## [EXERCISE]
Copy the records below verbatim, from the first line through the line containing "use thiserror::Error;", inclusive, and output nothing else.
━━ MATERIAL FOR THIS EXERCISE ━━
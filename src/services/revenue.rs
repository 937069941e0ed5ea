//! Date-bounded revenue lookup over completed orders.

use chrono::NaiveDate;
use lazy_static::lazy_static;
use regex::Regex;
use rust_decimal::Decimal;
use thiserror::Error;

use crate::models::order::{Order, OrderStatus};
use crate::models::revenue::{RevenueOrderSummary, RevenueResponse};
use crate::services::money;

lazy_static! {
    static ref DATE_SHAPE: Regex = Regex::new(r"^(\d{2})/(\d{2})/(\d{4})$").unwrap();
}

/// Sanity bounds for the entered year.
pub const MIN_YEAR: i32 = 1970;
pub const MAX_YEAR: i32 = 2100;

/// Everything that can be wrong with a user-entered date range. Each case
/// carries its own user-facing message; no filtering happens when any of
/// them fires.
#[derive(Debug, Error, PartialEq, Eq)]
pub enum DateRangeError {
    #[error("Vui lòng nhập ngày bắt đầu.")]
    MissingStart,
    #[error("Vui lòng nhập ngày kết thúc.")]
    MissingEnd,
    #[error("Ngày bắt đầu không hợp lệ: {0}")]
    InvalidStart(String),
    #[error("Ngày kết thúc không hợp lệ: {0}")]
    InvalidEnd(String),
    #[error("Ngày bắt đầu phải trước hoặc trùng ngày kết thúc.")]
    StartAfterEnd,
}

/// Parse a user-entered `dd/mm/yyyy` date. The shape is checked before the
/// calendar so that "2024-01-01" and "31/02/2024" produce different
/// messages.
pub fn parse_input_date(raw: &str) -> Result<NaiveDate, String> {
    let trimmed = raw.trim();
    let caps = DATE_SHAPE
        .captures(trimmed)
        .ok_or_else(|| format!("'{trimmed}' không đúng định dạng dd/mm/yyyy"))?;

    let day: u32 = caps[1].parse().unwrap_or(0);
    let month: u32 = caps[2].parse().unwrap_or(0);
    let year: i32 = caps[3].parse().unwrap_or(0);

    if !(MIN_YEAR..=MAX_YEAR).contains(&year) {
        return Err(format!("năm {year} nằm ngoài khoảng {MIN_YEAR}-{MAX_YEAR}"));
    }

    NaiveDate::from_ymd_opt(year, month, day)
        .ok_or_else(|| format!("ngày {trimmed} không tồn tại trên lịch"))
}

/// Validate a start/end pair. Missing input, a malformed date, and an
/// inverted range each report as their own error.
pub fn parse_range(
    start: Option<&str>,
    end: Option<&str>,
) -> Result<(NaiveDate, NaiveDate), DateRangeError> {
    let start = start
        .map(str::trim)
        .filter(|s| !s.is_empty())
        .ok_or(DateRangeError::MissingStart)?;
    let end = end
        .map(str::trim)
        .filter(|s| !s.is_empty())
        .ok_or(DateRangeError::MissingEnd)?;

    let start = parse_input_date(start).map_err(DateRangeError::InvalidStart)?;
    let end = parse_input_date(end).map_err(DateRangeError::InvalidEnd)?;

    if start > end {
        return Err(DateRangeError::StartAfterEnd);
    }

    Ok((start, end))
}

/// Orders that count toward revenue: completed, with a creation date inside
/// the inclusive range when one is given. Orders without a parseable
/// creation date never match a bounded range.
pub fn completed_in_range(
    orders: &[Order],
    range: Option<(NaiveDate, NaiveDate)>,
) -> Vec<&Order> {
    orders
        .iter()
        .filter(|order| order.status == OrderStatus::Completed)
        .filter(|order| match range {
            None => true,
            Some((start, end)) => order
                .created_at
                .map(|ts| {
                    let date = ts.date_naive();
                    date >= start && date <= end
                })
                .unwrap_or(false),
        })
        .collect()
}

/// Build the response for a set of matching orders: per-order summaries plus
/// the formatted sum of their totals.
pub fn build_response(matching: Vec<&Order>) -> RevenueResponse {
    let total: Decimal = matching.iter().map(|order| order.total).sum();

    let orders: Vec<RevenueOrderSummary> = matching
        .into_iter()
        .map(|order| RevenueOrderSummary {
            id: order.id.clone(),
            full_name: order.customer.full_name.clone(),
            total: order.total,
            total_display: money::format_vnd(order.total),
            created_at: order.created_at,
        })
        .collect();

    RevenueResponse {
        order_count: orders.len(),
        orders,
        total,
        total_display: money::format_vnd(total),
    }
}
━━━
## [ANSWER SECTION]
filename src/services/revenue.rs
repository 937069941e0ed5ea
//! Date-bounded revenue lookup over completed orders.

use chrono::NaiveDate;
use lazy_static::lazy_static;
use regex::Regex;
use rust_decimal::Decimal;
use thiserror::Error;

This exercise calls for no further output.